**Exercise description**. Among the entries below, find each line holding "Hello" and return it.

Entries taken from a collection:
- Opening Delimiter -

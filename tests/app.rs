use std::sync::Arc;
use std::sync::atomic::{AtomicUsize, Ordering};

use mono::middleware::Next;
use mono::{
    Container, Controller, Error, Inject, MapTo, Method, Mono, Request, Response, StatusCode,
    Templates,
};
use serde::Deserialize;
use serde_json::json;
use tempfile::TempDir;

fn template_folder() -> TempDir {
    let dir = tempfile::tempdir().unwrap();
    std::fs::write(dir.path().join("index.html"), "{{ output }}").unwrap();
    dir
}

fn get(uri: &str) -> Request {
    Request::new(Method::Get, uri)
}

async fn body(app: &Mono, req: Request) -> String {
    app.handle(req).await.unwrap().text_body().into_owned()
}

// ── Routing ───────────────────────────────────────────────────────────────────

#[tokio::test]
async fn routes_to_handler() {
    let mut app = Mono::new();
    app.add_route(Method::Get, "/", |_req: Request| async { "Hello, world!" });

    assert_eq!(body(&app, get("/")).await, "Hello, world!");
}

#[tokio::test]
async fn routes_with_parameters() {
    let mut app = Mono::new();
    app.add_route(Method::Get, "/books/{book}", |req: Request| async move {
        format!("Book: {}", req.param("book").unwrap_or_default())
    });

    assert_eq!(body(&app, get("/books/123")).await, "Book: 123");
}

#[tokio::test]
async fn unmatched_method_is_405_with_allow() {
    let mut app = Mono::new();
    app.add_route([Method::Post, Method::Put], "/book", |_req: Request| async { StatusCode::NO_CONTENT });

    let res = app.handle(get("/book")).await.unwrap();
    assert_eq!(res.status_code(), StatusCode::METHOD_NOT_ALLOWED);
    assert_eq!(res.header("allow"), Some("POST, PUT"));
}

#[tokio::test]
async fn invalid_routes_fail_the_run() {
    let mut app = Mono::new();
    app.add_route(Method::Get, "/", |_req: Request| async { "a" });
    app.add_route(Method::Get, "/", |_req: Request| async { "b" });

    assert!(matches!(app.handle(get("/")).await, Err(Error::Route { .. })));
}

// ── Error handling ────────────────────────────────────────────────────────────

#[tokio::test]
async fn production_mode_returns_generic_error() {
    let mut app = Mono::new();
    app.add_route(Method::Get, "/", |_req: Request| async {
        Err::<Response, _>(Error::handler("Developer error"))
    });

    let res = app.handle(get("/")).await.unwrap();
    assert_eq!(res.status_code(), StatusCode::INTERNAL_SERVER_ERROR);
    assert_eq!(res.text_body(), "Something went wrong!");
}

#[tokio::test]
async fn debug_mode_raises_errors() {
    let mut app = Mono::builder().debug(true).build();
    app.add_route(Method::Get, "/", |_req: Request| async {
        Err::<Response, _>(std::io::Error::other("disk on fire"))
    });

    assert!(matches!(app.handle(get("/")).await, Err(Error::Io(_))));
}

#[tokio::test]
async fn render_without_template_folder_raises_in_debug() {
    let mut app = Mono::builder().debug(true).build();
    app.add_route(Method::Get, "/", |req: Request| async move {
        req.render("index.html", json!({ "output": "Hello, world!" }))
    });

    assert!(matches!(app.handle(get("/")).await, Err(Error::TemplatesNotConfigured)));
}

// ── Templates and DI ──────────────────────────────────────────────────────────

#[tokio::test]
async fn renders_templates() {
    let dir = template_folder();
    let mut app = Mono::builder().templates(dir.path()).debug(true).build();
    app.add_route(Method::Get, "/", |req: Request| async move {
        req.render("index.html", json!({ "output": "Hello, world!" }))
    });

    let res = app.handle(get("/")).await.unwrap();
    assert_eq!(res.text_body(), "Hello, world!");
    assert_eq!(res.header("content-type"), Some("text/html; charset=utf-8"));

    let direct = app.render("index.html", json!({ "output": "direct" })).unwrap();
    assert_eq!(direct.text_body(), "direct");
}

#[tokio::test]
async fn template_environment_can_be_customised() {
    let dir = template_folder();
    std::fs::write(dir.path().join("greet.html"), "{{ greet(name) }}").unwrap();

    let app = Mono::builder()
        .templates(dir.path())
        .template_env(|env| env.add_function("greet", |name: String| format!("Hi {name}")))
        .build();

    assert_eq!(app.render("greet.html", json!({ "name": "Ada" })).unwrap().text_body(), "Hi Ada");
}

struct Library {
    name: &'static str,
}

#[tokio::test]
async fn handlers_resolve_services() {
    let container = Container::new();
    container.insert(Library { name: "Alexandria" });

    let mut app = Mono::builder().container(container).build();
    app.add_route(Method::Get, "/", |req: Request| async move {
        req.get::<Library>().map(|lib| lib.name.to_owned())
    });

    assert_eq!(body(&app, get("/")).await, "Alexandria");
    assert_eq!(app.get::<Library>().unwrap().name, "Alexandria");
}

#[tokio::test]
async fn templates_are_registered_in_the_container() {
    let dir = template_folder();
    let app = Mono::builder().templates(dir.path()).build();
    assert_eq!(app.get::<Templates>().unwrap().folder(), dir.path());
}

// ── Controllers ───────────────────────────────────────────────────────────────

struct Greeter {
    templates: Option<Arc<Templates>>,
}

impl Inject for Greeter {
    fn inject(c: &Container) -> Result<Self, Error> {
        Ok(Self { templates: c.try_get() })
    }
}

impl Controller for Greeter {
    type Output = Result<Response, Error>;

    async fn call(&self, req: Request) -> Result<Response, Error> {
        let name = req.param("name").unwrap_or_default();
        match &self.templates {
            Some(templates) => templates.render("index.html", json!({ "output": format!("Hello {name}!") })),
            None => Ok(Response::text(format!("Hello {name}!"))),
        }
    }
}

#[tokio::test]
async fn routes_to_controller() {
    let mut app = Mono::new();
    app.add_route(Method::Get, "/test/{name}", Arc::new(Greeter { templates: None }));

    assert_eq!(body(&app, get("/test/foobar")).await, "Hello foobar!");
}

#[tokio::test]
async fn routes_to_autowired_controller() {
    let mut app = Mono::new();
    app.add_route(Method::Get, "/test/{name}", app.make::<Greeter>().unwrap());

    assert_eq!(body(&app, get("/test/autowired")).await, "Hello autowired!");
}

#[tokio::test]
async fn autowired_controller_renders_templates() {
    let dir = template_folder();
    let mut app = Mono::builder().templates(dir.path()).build();
    app.add_route(Method::Get, "/test/{name}", app.make::<Greeter>().unwrap());

    let res = app.handle(get("/test/autotwig")).await.unwrap();
    assert_eq!(res.text_body(), "Hello autotwig!");
    assert_eq!(res.header("content-type"), Some("text/html; charset=utf-8"));
}

// ── Middleware ────────────────────────────────────────────────────────────────

#[tokio::test]
async fn middleware_can_replace_the_response() {
    let mut app = Mono::builder().debug(true).build();
    app.add_middleware(|req: Request, next: Next| async move {
        next.run(req).await?;
        Ok::<_, Error>(Response::text("Some new content"))
    });
    app.add_route(Method::Get, "/", |_req: Request| async { "Hello, world!" });

    assert_eq!(body(&app, get("/")).await, "Some new content");
}

#[tokio::test]
async fn middleware_sees_the_matched_route() {
    let mut app = Mono::builder().debug(true).build();
    app.add_middleware(|req: Request, next: Next| async move {
        let pattern = req.route().map(|r| r.pattern().to_owned());
        let res = next.run(req).await?;
        Ok::<_, Error>(res.with_header("x-route", &pattern.unwrap_or_default()))
    });
    app.add_route(Method::Get, "/books/{book}", |_req: Request| async { "ok" });

    let res = app.handle(get("/books/1")).await.unwrap();
    assert_eq!(res.header("x-route"), Some("/books/{book}"));
}

#[tokio::test]
async fn middleware_runs_in_registration_order() {
    let mut app = Mono::new();
    for tag in ["a", "b"] {
        app.add_middleware(move |req: Request, next: Next| async move {
            let res = next.run(req).await?;
            let seen = res.header("x-seen").unwrap_or_default().to_owned();
            Ok::<_, Error>(Response::text(res.text_body().into_owned())
                .with_header("x-seen", &format!("{tag}{seen}")))
        });
    }
    app.add_route(Method::Get, "/", |_req: Request| async { "" });

    let res = app.handle(get("/")).await.unwrap();
    assert_eq!(res.header("x-seen"), Some("ab"));
}

#[tokio::test]
async fn not_found_short_circuits_user_middleware() {
    let calls = Arc::new(AtomicUsize::new(0));
    let mut app = Mono::new();
    let counter = Arc::clone(&calls);
    app.add_middleware(move |req: Request, next: Next| {
        counter.fetch_add(1, Ordering::SeqCst);
        next.run(req)
    });

    let res = app.handle(get("/missing")).await.unwrap();
    assert_eq!(res.status_code(), StatusCode::NOT_FOUND);
    assert_eq!(calls.load(Ordering::SeqCst), 0);
}

// ── Attribute mapping ─────────────────────────────────────────────────────────

#[derive(Debug, Deserialize, PartialEq)]
#[serde(rename_all = "lowercase")]
enum Gender {
    Male,
    Female,
}

#[derive(Debug, Deserialize)]
struct Book {
    title: String,
    gender: Gender,
    published: String,
    rating: Option<i32>,
}

fn book_form(body: &str) -> Request {
    Request::new(Method::Post, "/book")
        .with_header("content-type", "application/x-www-form-urlencoded")
        .with_body(body)
}

#[tokio::test]
async fn maps_form_body_to_handler_argument() {
    let mut app = Mono::builder().debug(true).build();
    app.add_route(Method::Post, "/book", |_req: Request, MapTo(book): MapTo<Book>| async move {
        assert_eq!(book.gender, Gender::Male);
        assert_eq!(book.published, "2014-05-12T00:00:00+00:00");
        format!("{} ({})", book.title, book.rating.unwrap_or_default())
    });

    let req = book_form("title=Moby+dick&gender=male&published=2014-05-12T00%3A00%3A00%2B00%3A00&rating=5");
    assert_eq!(body(&app, req).await, "Moby dick (5)");
}

#[tokio::test]
async fn maps_digit_and_empty_strings_next_to_numbers() {
    let mut app = Mono::builder().debug(true).build();
    app.add_route(Method::Post, "/book", |_req: Request, MapTo(book): MapTo<Book>| async move {
        format!("[{}] [{}] ({})", book.title, book.published, book.rating.unwrap_or_default())
    });

    let req = book_form("title=1984&gender=male&published=&rating=5");
    assert_eq!(body(&app, req).await, "[1984] [] (5)");
}

#[tokio::test]
async fn maps_json_body_inside_handler() {
    let mut app = Mono::builder().debug(true).build();
    app.add_route(Method::Post, "/book", |req: Request| async move {
        req.map_body::<Book>().map(|book| book.title)
    });

    let req = Request::new(Method::Post, "/book")
        .with_header("content-type", "application/json")
        .with_body(r#"{"title":"Dune","gender":"female","published":"1965","extra":true}"#);
    assert_eq!(body(&app, req).await, "Dune");
}

#[tokio::test]
async fn mapping_failure_stops_before_user_middleware() {
    let calls = Arc::new(AtomicUsize::new(0));
    let mut app = Mono::builder().debug(true).build();
    let counter = Arc::clone(&calls);
    app.add_middleware(move |req: Request, next: Next| {
        counter.fetch_add(1, Ordering::SeqCst);
        next.run(req)
    });
    app.add_route(Method::Post, "/book", |_req: Request, MapTo(book): MapTo<Book>| async move { book.title });

    let err = app.handle(book_form("gender=male")).await.unwrap_err();
    assert!(matches!(err, Error::Mapping { .. }));
    assert_eq!(calls.load(Ordering::SeqCst), 0);
}

#[tokio::test]
async fn disabled_mapping_stage_maps_after_user_middleware() {
    let calls = Arc::new(AtomicUsize::new(0));
    let mut app = Mono::builder().map_attributes(false).build();
    let counter = Arc::clone(&calls);
    app.add_middleware(move |req: Request, next: Next| {
        counter.fetch_add(1, Ordering::SeqCst);
        next.run(req)
    });
    app.add_route(Method::Post, "/book", |_req: Request, MapTo(book): MapTo<Book>| async move { book.title });

    let res = app.handle(book_form("gender=male")).await.unwrap();
    assert_eq!(res.status_code(), StatusCode::INTERNAL_SERVER_ERROR);
    assert_eq!(calls.load(Ordering::SeqCst), 1);
}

- Closing Delimiter -

**Answer to the problem**.
    app.add_route(Method::Get, "/", |_req: Request| async { "Hello, world!" });
    assert_eq!(body(&app, get("/")).await, "Hello, world!");
        req.render("index.html", json!({ "output": "Hello, world!" }))
        req.render("index.html", json!({ "output": "Hello, world!" }))
    assert_eq!(res.text_body(), "Hello, world!");
            Some(templates) => templates.render("index.html", json!({ "output": format!("Hello {name}!") })),
            None => Ok(Response::text(format!("Hello {name}!"))),
    assert_eq!(body(&app, get("/test/foobar")).await, "Hello foobar!");
    assert_eq!(body(&app, get("/test/autowired")).await, "Hello autowired!");
    assert_eq!(res.text_body(), "Hello autotwig!");
    app.add_route(Method::Get, "/", |_req: Request| async { "Hello, world!" });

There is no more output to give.